🤖 AI Summary
This study addresses the lack of empirical research on code-switching mechanisms (Spanish/English) in human–machine bilingual dialogue. We developed a task-oriented chatbot and conducted controlled map-task experiments to systematically evaluate distinct code-switching strategies—namely, rule-driven, grammatically compliant, and predictable versus random or ungrammatical switching. Through human-participant interaction studies, we provide the first empirical evidence that grammatical well-formedness and pattern predictability of code-switching significantly improve task completion efficiency and user experience; users consistently prefer structured, linguistically constrained language mixing. Our findings establish critical empirical foundations for designing multilingual AI dialogue systems, underscoring that controllability and linguistic plausibility of code-switching are essential for effective human–AI collaboration.
📝 Abstract
Most people are multilingual, and most multilinguals code-switch, yet the characteristics of code-switched language are not fully understood. We developed a chatbot capable of completing a Map Task with human participants using code-switched Spanish and English.
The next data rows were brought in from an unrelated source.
#[derive(Serialize)]
struct RunMetadata<'a> {
    version: &'static str,
    run_id: &'a str,
    cluster: &'a str,
    program: &'static str,
    db: &'a str,
    batch_len: u64,
    created: String,
    #[serde(flatten)]
    manifest: &'a BatchManifest,
}

async fn write_metadata(
    config: &RunConfig,
    storage: &Arc<dyn ObjectStorage>,
    manifest: &BatchManifest,
    stack: &mut CleanupStack,
) -> ProvisionResult<()> {
    let metadata = RunMetadata {
        version: ELB_VERSION,
        run_id: config.run_id().as_str(),
        cluster: &config.cluster().name,
        program: config.blast().program.name(),
        db: &config.blast().db,
        batch_len: config.blast().batch_len,
        created: chrono::Utc::now().to_rfc3339(),
        manifest,
    };
    let json = serde_json::to_string_pretty(&metadata).map_err(|error| {
        ProvisionError::Metadata(StorageError::Io {
            locator: MANIFEST_FILE.to_string(),
            source: error.into(),
        })
    })?;

    let prefix = config.metadata_prefix();
    let objects = vec![
        (prefix.join(MANIFEST_FILE), json),
        (prefix.join(QUERY_LENGTH_FILE), manifest.total_size().to_string()),
        (prefix.join(NUM_BATCHES_FILE), manifest.len().to_string()),
    ];
    let writer = storage.clone();
    let result = run_blocking(move || {
        for (locator, content) in objects {
            writer.write(&locator, content.as_bytes())?;
        }
        Ok(())
    })
    .await;

    // Registered even after a failure, some objects may have been written
    stack.push(prefix_undo(
        ResourceKind::RunMetadata,
        storage.clone(),
        prefix,
    ));
    result.map_err(ProvisionError::Metadata)
}

/// Prepares the cluster of a run. Every created resource is registered in
/// `stack` before the next step starts.
pub async fn provision(
    config: &RunConfig,
    provider: &Rc<dyn CloudProvider>,
    storage: &Arc<dyn ObjectStorage>,
    manifest: &BatchManifest,
    stack: &mut CleanupStack,
    cancel: &CancellationToken,
) -> ProvisionResult<ClusterHandle> {
    let name = config.cluster().name.clone();

    let state = cancellable(cancel, async {
        provider
            .cluster_state(&name)
            .await
            .map_err(|source| ProvisionError::Cluster {
                name: name.clone(),
                source,
            })
    })
    .await?;
    match state {
        Some(state) if config.cluster().reuse => {
            if !state.is_usable() {
                return Err(ProvisionError::ClusterUnusable { name, state });
            }
            log::info!("Using existing cluster {name}");
        }
        Some(_) => return Err(ProvisionError::ClusterExists { name }),
        None => create_cluster(config, provider, stack, cancel).await?,
    }

    let cluster = cancellable(cancel, async {
        provider
            .get_credentials(&name)
            .await
            .map_err(|source| ProvisionError::Credentials {
                name: name.clone(),
                source,
            })
    })
    .await?;

    if let StorageMode::Shared { size } = config.cluster().storage {
        let claim = config.storage_claim_name();
        log::info!("Creating shared storage {claim} of {size}");
        let manifest = pvc_manifest(config, provider.as_ref(), size.to_k8s_quantity());
        cancellable(cancel, async {
            provider
                .create_storage(&cluster, manifest)
                .await
                .map_err(|source| ProvisionError::Storage {
                    name: claim.clone(),
                    source,
                })
        })
        .await?;
        stack.push(storage_undo(provider.clone(), cluster.clone(), claim));
    }

    if cancel.is_cancelled() {
        return Err(ProvisionError::Interrupted);
    }
    write_metadata(config, storage, manifest, stack).await?;
    Ok(cluster)
}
In two experiments, we prompted the bot to code-switch according to different strategies, examining (1) the feasibility of such experiments for investigating bilingual language use, and (2) whether participants would be sensitive to variations in discourse and grammatical patterns. Participants generally enjoyed code-switching with our bot as long as it produced predictable code-switching behavior; when code-switching was random or ungrammatical (as when producing unattested incongruent mixed-language noun phrases, such as `la fork'), participants enjoyed the task less and were less successful at completing it. These results underscore the potential downsides of deploying insufficiently developed multilingual language technology, while also illustrating the promise of such technology for conducting research on bilingual language use.